虽然艾利森对伯罗奔尼撒战争的引用似乎对华盛顿的有关讨论产生了一定影响,但对于他的观点对北京的影响,人们几乎没有探究。不过,中国的最高外交政策决策者已经就“修昔底德陷阱”概念进行了讨论。为了更好地理解与“修昔底德陷阱”有关的中国观点,这一期的《龙眼》系列将研究颇具威望的中国军事科学院出版的官方期刊《军事历史》2014年推出的专门讨论这一主题的一个论坛。
《军事历史》刊登的第一篇对“修昔底德陷阱”的批判性思考文章出自人民解放军大校、军事科学院专门研究外国军事史的研究员周小宁。尽管周大校承认修昔底德对古希腊城邦和现代民族国家所做的比较“值得讨论”,但他强烈反对艾利森的类比:“中国不是雅典,美国也不是斯巴达。人们不能拿历史与现实进行简单的比较。”他反对艾利森类比的一个主要理由是,战争爆发时,雅典和斯巴达都已完全崛起———从本质上说都是超级大国,而中国只是正在崛起的强国。周大校认为,雅典和斯巴达是霸权国家。
周大校继续他的论述,坚称中国仍是发展中国家,而且中美之间的“实力差距”仍十分巨大。他直截了当地指出:“中国并不具备挑战美国的实力,更没有发动战争挑战美国的意图。这与当时雅典和斯巴达势均力敌的敌对状况截然不同。”
周大校还认为,与雅典不同的是,中国奉行的独立自主的外交政策意味着中国既不寻求结盟,也不寻求扩张。此外,他还指出,中美都拥有核武器,所以“中美爆发大规模战争是难以想象的。
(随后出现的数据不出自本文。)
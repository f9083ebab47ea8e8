use std::cmp::Ordering;

use num_traits::{AsPrimitive, PrimInt, Unsigned};

use crate::keys::{KeyHash, OrderedKey};

/// A fixed-width key of up to 64 canonical bits.
///
/// The canonical form is an unsigned bit pattern whose MSB-first order equals
/// the numeric order of the source value: unsigned integers are taken as-is,
/// signed integers get their sign bit flipped, and floats go through the
/// total-order transform. Wider keys (128-bit integers, tuples) are built with
/// [`CompositeKey`](crate::keys::composite_key::CompositeKey) instead.
///
/// ## Examples
///
/// ```rust
/// use vart::keys::{fixed_key::FixedKey, KeyHash};
///
/// let a: FixedKey = (-5i32).into();
/// let b: FixedKey = 3i32.into();
/// assert!(a < b);
///
/// // The first 4 bits of a u8 key are its high nibble.
/// let k: FixedKey = 0xABu8.into();
/// assert_eq!(k.bits(0, 4), 0xA);
/// assert_eq!(k.bits(4, 4), 0xB);
/// ```
#[derive(Clone, Copy, PartialEq, Eq, PartialOrd, Ord, Hash, Debug)]
pub struct FixedKey {
    // Canonical bits, left-aligned: bit 0 of the key is the MSB of `bits`.
    bits: u64,
    width: u8,
}

impl FixedKey {
    /// Build a key from any unsigned integer of at most 64 bits.
    pub fn from_unsigned<T>(value: T) -> Self
    where
        T: PrimInt + Unsigned + AsPrimitive<u64>,
    {
        let width = (std::mem::size_of::<T>() * 8) as u8;
        debug_assert!(width <= 64, "wider keys belong in CompositeKey");
        Self::from_raw(value.as_(), width)
    }

    /// Build a key from pre-canonicalized bits held in the low `width` bits
    /// of `value`.
    pub fn from_raw(value: u64, width: u8) -> Self {
        debug_assert!(width >= 1 && width <= 64);
        let shift = 64 - width as u32;
        Self {
            bits: value << shift,
            width,
        }
    }

    /// The canonical bit pattern, left-aligned to the MSB.
    pub(crate) fn canonical_bits(&self) -> u64 {
        self.bits
    }

    pub(crate) fn width(&self) -> u32 {
        self.width as u32
    }
}

impl KeyHash for FixedKey {
    const ORDERED: bool = true;
    const BOUNDED: bool = true;

    #[inline(always)]
    fn bit_len(&self) -> usize {
        self.width as usize
    }

    #[inline(always)]
    fn bits(&self, offset: usize, count: u32) -> u32 {
        debug_assert!(count >= 1 && count <= 32);
        if offset >= 64 {
            return 0;
        }
        ((self.bits << offset) >> (64 - count)) as u32
    }

    #[inline]
    fn tiny(&self) -> u8 {
        // Fibonacci multiplicative fold; only probe quality matters here.
        (self.bits.wrapping_mul(0x9E37_79B9_7F4A_7C15) >> 56) as u8
    }

    #[inline]
    fn compare(&self, other: &Self) -> Ordering {
        self.cmp(other)
    }
}

impl OrderedKey for FixedKey {}

macro_rules! impl_from_unsigned {
    ( $($t:ty),* ) => {
    $(
    impl From<$t> for FixedKey {
        fn from(value: $t) -> Self {
            FixedKey::from_unsigned(value)
        }
    }
    impl From<&$t> for FixedKey {
        fn from(value: &$t) -> Self {
            (*value).into()
        }
    }
    )*
    }
}
impl_from_unsigned!(u8, u16, u32, u64, usize);

macro_rules! impl_from_signed {
    ( $t:ty, $tu:ty ) => {
        impl From<$t> for FixedKey {
            fn from(value: $t) -> Self {
                // Flip the sign bit so negatives map below positives in
                // unsigned order.
                let flipped = (value as $tu) ^ (1 << (<$tu>::BITS - 1));
                FixedKey::from_unsigned(flipped)
            }
        }
        impl From<&$t> for FixedKey {
            fn from(value: &$t) -> Self {
                (*value).into()
            }
        }
    };
}
impl_from_signed!(i8, u8);
impl_from_signed!(i16, u16);
impl_from_signed!(i32, u32);
impl_from_signed!(i64, u64);
impl_from_signed!(isize, usize);

impl From<f32> for FixedKey {
    fn from(value: f32) -> Self {
        // IEEE total-order transform: flip everything for negatives, flip
        // just the sign for non-negatives.
        let b = value.to_bits();
        let canonical = if b & 0x8000_0000 != 0 { !b } else { b ^ 0x8000_0000 };
        FixedKey::from_unsigned(canonical)
    }
}

impl From<f64> for FixedKey {
    fn from(value: f64) -> Self {
        let b = value.to_bits();
        let canonical = if b & (1 << 63) != 0 { !b } else { b ^ (1 << 63) };
        FixedKey::from_unsigned(canonical)
    }
}

#[cfg(test)]
mod tests {
    use super::FixedKey;
    use crate::keys::KeyHash;

    #[test]
    fn test_unsigned_order_matches_bit_order() {
        let keys: Vec<FixedKey> = [0u64, 1, 255, 256, 1 << 40, u64::MAX]
            .iter()
            .map(|v| (*v).into())
            .collect();
        for w in keys.windows(2) {
            assert!(w[0] < w[1]);
            assert!(w[0].bits(0, 32) <= w[1].bits(0, 32));
        }
    }

    #[test]
    fn test_signed_order_preserved() {
        let keys: Vec<FixedKey> = [i32::MIN, -70000, -1, 0, 1, 70000, i32::MAX]
            .iter()
            .map(|v| (*v).into())
            .collect();
        for w in keys.windows(2) {
            assert!(w[0] < w[1], "{:?} !< {:?}", w[0], w[1]);
        }
    }

    #[test]
    fn test_float_order_preserved() {
        let keys: Vec<FixedKey> = [f64::NEG_INFINITY, -1.5, -0.0, 0.0, 1e-10, 2.0, f64::INFINITY]
            .iter()
            .map(|v| (*v).into())
            .collect();
        for w in keys.windows(2) {
            assert!(w[0] <= w[1]);
        }
        // -0.0 and +0.0 differ in the total order but stay adjacent.
        assert!(keys[2] < keys[3]);
    }

    #[test]
    fn test_bit_windows() {
        let k: FixedKey = 0xDEAD_BEEFu32.into();
        assert_eq!(k.bit_len(), 32);
        assert_eq!(k.bits(0, 16), 0xDEAD);
        assert_eq!(k.bits(16, 16), 0xBEEF);
        assert_eq!(k.bits(28, 4), 0xF);
        // Past the budget everything reads zero.
        assert_eq!(k.bits(32, 16), 0);
        assert_eq!(k.bits(64, 32), 0);
    }

    #[test]
    fn test_narrow_key_budget() {
        let k: FixedKey = 0x5Au8.into();
        assert_eq!(k.bit_len(), 8);
        assert_eq!(k.bits(0, 8), 0x5A);
        assert_eq!(k.bits(8, 8), 0);
    }
}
”
周大校接着谴责艾利森怀有可疑动机,他指出这位教授最近研究的重点是关于华盛顿如何能够在2012年再次爆发的钓鱼岛/尖阁群岛危机中给北京划一条“红线”。周声称,美国将当代中国与雅典和德国等历史案例归为一类,这暗示美国怀疑北京会试图“破坏国际体系”。这位军事史学家最后总结道,艾利森使用这种类比最终是为了推广“遏制中国”论。
中国现代国际关系研究院教授、中国优秀美国问题专家袁鹏也在《军事历史》上发表了一篇文章,他更倾向于接受艾利森的论文。与军事史学家周小宁大校相比,袁博士主要聚焦中美关系令人不安地向不稳定和不信任转变的问题。他指出:“亚太再平衡战略已经在经济、军事和外交政策领域给中国带来了多方面的挑战。不过最重要的是,挑战一直存在于心理层面。”
袁博士概述了中美关系中一个令人忧虑的循环,指出美国对中国施压的心理压力可能被视为试图“围堵”中国,而北京的对抗手段可能被解读为“排挤”美国在亚太地区的利益。因此,袁教授更能接受艾利森关于霸主国家和崛起的挑战者之间的激烈竞争存在危害的观点。他提出了中美合作的一些新领域,如阿富汗,他还认为北京必须“千方百计”地避免与美国发生直接冲突。
《军事历史》的最后一篇观点文章由同为历史学家的柯春桥大校撰写,聚焦一战前德国的崛起。柯大校认为,为避免“修昔底德陷阱”,大国必须做出理性而科学的战略选择,同时避免不可行或挑衅性的目标。他以一战前的欧洲外交为切入点,谴责德国放弃俾斯麦较谨慎的外交,转而推行过于野心勃勃的战略目标。最后,他指出,尽管德国与英国的海军仍存在巨大差距,而且德国与英国进行海军军备竞赛的意愿“触碰了英国的战略红线”,但德国仍决意采取这一姿态。
中国的军事学者思考这段重要历史无疑是个积极信号。当然,如果认为修昔底德的观点会对中国外交和军事政策产生重大影响,那是夸大其词。此外,周大校对艾利森的批判表明不愿与大国接触的西方观点直接交锋。这在某种程度上或许反映出战略上的自我陶醉,不过也体现了传统中国外交的真正差异。
在《军事历史》的另两篇文章中,袁博士和柯大校都更接受对“修昔底德陷阱”微妙含义进行思考。因此,他们的观点更可靠。袁博士的文章表明,人民解放军并不像有些人声称的那样与世隔绝,至少它在某种程度上愿意发表高级文职专家的观点。此外,柯大校的文章表明,人民解放军在一定程度上意识到不受约束的“海军派”存在严重危险,而“四面树敌”是愚蠢的外交手段。